(Prompt) Here is a block of entries. Write out its lines exactly, from the first through the one containing "use tracing::debug;".

(Source data)
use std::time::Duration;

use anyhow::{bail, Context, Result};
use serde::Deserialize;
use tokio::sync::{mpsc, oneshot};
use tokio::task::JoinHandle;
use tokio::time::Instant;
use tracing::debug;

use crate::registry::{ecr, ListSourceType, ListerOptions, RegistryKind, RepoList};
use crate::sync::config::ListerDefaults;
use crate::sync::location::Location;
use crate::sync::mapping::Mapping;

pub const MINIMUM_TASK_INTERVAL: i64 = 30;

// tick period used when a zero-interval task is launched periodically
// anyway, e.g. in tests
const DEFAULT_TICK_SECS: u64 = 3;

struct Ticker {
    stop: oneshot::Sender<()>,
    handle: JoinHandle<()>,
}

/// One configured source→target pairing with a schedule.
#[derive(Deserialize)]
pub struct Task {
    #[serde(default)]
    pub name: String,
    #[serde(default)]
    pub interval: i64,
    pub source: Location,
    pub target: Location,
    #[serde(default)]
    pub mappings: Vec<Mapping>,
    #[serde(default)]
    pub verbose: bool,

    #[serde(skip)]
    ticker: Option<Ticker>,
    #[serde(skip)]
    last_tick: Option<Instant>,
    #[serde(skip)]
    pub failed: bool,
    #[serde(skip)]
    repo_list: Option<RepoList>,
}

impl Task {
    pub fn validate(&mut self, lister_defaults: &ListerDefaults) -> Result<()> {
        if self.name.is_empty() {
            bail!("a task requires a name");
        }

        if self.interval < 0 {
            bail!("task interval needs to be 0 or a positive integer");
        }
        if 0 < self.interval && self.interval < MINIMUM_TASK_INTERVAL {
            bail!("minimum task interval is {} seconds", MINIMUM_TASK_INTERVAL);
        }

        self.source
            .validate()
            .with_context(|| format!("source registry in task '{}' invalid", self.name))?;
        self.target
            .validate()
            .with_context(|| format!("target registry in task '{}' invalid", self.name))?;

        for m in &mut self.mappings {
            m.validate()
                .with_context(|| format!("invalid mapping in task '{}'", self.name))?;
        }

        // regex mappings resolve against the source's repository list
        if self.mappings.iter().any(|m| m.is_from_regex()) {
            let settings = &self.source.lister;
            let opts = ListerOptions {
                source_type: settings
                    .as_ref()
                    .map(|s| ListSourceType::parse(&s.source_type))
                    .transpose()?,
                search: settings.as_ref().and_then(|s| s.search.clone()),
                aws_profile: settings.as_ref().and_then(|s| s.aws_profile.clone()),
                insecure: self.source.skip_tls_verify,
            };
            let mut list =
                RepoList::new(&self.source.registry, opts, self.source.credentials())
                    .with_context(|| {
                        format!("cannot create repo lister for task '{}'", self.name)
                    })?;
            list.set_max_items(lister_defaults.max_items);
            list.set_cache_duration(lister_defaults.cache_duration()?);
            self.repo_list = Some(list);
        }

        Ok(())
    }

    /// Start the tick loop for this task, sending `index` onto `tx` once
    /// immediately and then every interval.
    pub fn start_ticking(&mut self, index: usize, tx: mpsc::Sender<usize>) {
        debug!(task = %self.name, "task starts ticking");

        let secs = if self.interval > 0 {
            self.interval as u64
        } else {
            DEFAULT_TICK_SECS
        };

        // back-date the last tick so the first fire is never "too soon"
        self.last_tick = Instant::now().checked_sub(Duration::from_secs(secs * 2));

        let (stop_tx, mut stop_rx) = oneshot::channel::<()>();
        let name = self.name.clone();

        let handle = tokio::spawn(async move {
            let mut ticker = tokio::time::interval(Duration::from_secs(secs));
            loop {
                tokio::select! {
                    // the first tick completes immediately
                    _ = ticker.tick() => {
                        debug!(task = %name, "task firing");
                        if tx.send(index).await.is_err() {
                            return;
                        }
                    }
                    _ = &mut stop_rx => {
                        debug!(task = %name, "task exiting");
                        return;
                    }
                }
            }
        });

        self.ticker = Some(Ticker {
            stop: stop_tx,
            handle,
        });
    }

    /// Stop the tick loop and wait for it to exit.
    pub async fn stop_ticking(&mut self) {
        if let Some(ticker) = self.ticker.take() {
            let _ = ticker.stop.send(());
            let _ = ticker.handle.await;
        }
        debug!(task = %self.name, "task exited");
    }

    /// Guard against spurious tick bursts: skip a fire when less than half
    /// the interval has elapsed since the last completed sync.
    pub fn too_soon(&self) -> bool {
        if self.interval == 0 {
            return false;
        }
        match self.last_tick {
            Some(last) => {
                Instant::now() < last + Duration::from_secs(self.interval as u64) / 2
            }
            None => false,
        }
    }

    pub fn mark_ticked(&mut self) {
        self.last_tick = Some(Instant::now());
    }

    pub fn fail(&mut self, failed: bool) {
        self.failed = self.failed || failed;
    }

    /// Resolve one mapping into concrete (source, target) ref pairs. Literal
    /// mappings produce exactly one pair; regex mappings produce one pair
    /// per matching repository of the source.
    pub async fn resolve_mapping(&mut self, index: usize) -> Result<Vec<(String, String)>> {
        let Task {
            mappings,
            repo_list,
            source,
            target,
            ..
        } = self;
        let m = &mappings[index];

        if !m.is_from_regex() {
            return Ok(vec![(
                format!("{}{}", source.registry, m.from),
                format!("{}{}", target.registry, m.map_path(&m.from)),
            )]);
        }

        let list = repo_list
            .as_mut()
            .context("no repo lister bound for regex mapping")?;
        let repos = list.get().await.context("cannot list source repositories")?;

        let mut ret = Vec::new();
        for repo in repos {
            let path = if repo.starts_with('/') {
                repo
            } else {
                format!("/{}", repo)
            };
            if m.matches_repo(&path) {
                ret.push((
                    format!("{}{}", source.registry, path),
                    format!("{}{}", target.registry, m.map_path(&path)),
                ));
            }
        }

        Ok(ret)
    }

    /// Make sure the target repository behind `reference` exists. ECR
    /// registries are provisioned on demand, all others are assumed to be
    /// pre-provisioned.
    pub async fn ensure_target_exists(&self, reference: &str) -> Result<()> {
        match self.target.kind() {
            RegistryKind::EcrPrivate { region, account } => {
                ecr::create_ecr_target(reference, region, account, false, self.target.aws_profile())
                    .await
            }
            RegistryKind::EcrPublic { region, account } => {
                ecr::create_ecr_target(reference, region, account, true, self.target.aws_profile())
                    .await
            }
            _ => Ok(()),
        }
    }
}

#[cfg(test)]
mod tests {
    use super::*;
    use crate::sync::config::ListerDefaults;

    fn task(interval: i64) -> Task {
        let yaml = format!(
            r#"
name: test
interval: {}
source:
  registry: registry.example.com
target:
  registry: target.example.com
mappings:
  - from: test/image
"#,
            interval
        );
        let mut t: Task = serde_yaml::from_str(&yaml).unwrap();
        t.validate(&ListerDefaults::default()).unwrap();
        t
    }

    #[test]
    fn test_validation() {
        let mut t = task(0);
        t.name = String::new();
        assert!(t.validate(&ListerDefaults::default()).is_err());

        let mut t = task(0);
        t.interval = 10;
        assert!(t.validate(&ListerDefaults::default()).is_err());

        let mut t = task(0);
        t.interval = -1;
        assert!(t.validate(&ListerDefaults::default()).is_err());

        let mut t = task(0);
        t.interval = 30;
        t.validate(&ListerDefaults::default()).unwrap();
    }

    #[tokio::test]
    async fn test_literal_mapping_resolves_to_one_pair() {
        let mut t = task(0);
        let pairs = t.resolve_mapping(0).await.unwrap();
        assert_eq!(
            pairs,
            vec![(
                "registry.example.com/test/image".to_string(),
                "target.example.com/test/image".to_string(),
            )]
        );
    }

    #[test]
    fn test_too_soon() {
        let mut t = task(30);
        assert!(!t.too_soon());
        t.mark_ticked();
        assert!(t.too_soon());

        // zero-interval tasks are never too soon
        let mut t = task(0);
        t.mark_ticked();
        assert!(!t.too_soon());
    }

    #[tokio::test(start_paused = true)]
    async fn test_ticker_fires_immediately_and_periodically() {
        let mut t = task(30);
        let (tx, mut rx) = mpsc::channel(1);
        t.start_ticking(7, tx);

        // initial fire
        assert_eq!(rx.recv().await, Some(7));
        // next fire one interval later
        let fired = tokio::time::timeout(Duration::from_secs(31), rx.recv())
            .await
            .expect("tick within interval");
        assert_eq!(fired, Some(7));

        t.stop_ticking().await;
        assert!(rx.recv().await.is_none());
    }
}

(Your response)
use std::time::Duration;

use anyhow::{bail, Context, Result};
use serde::Deserialize;
use tokio::sync::{mpsc, oneshot};
use tokio::task::JoinHandle;
use tokio::time::Instant;
use tracing::debug;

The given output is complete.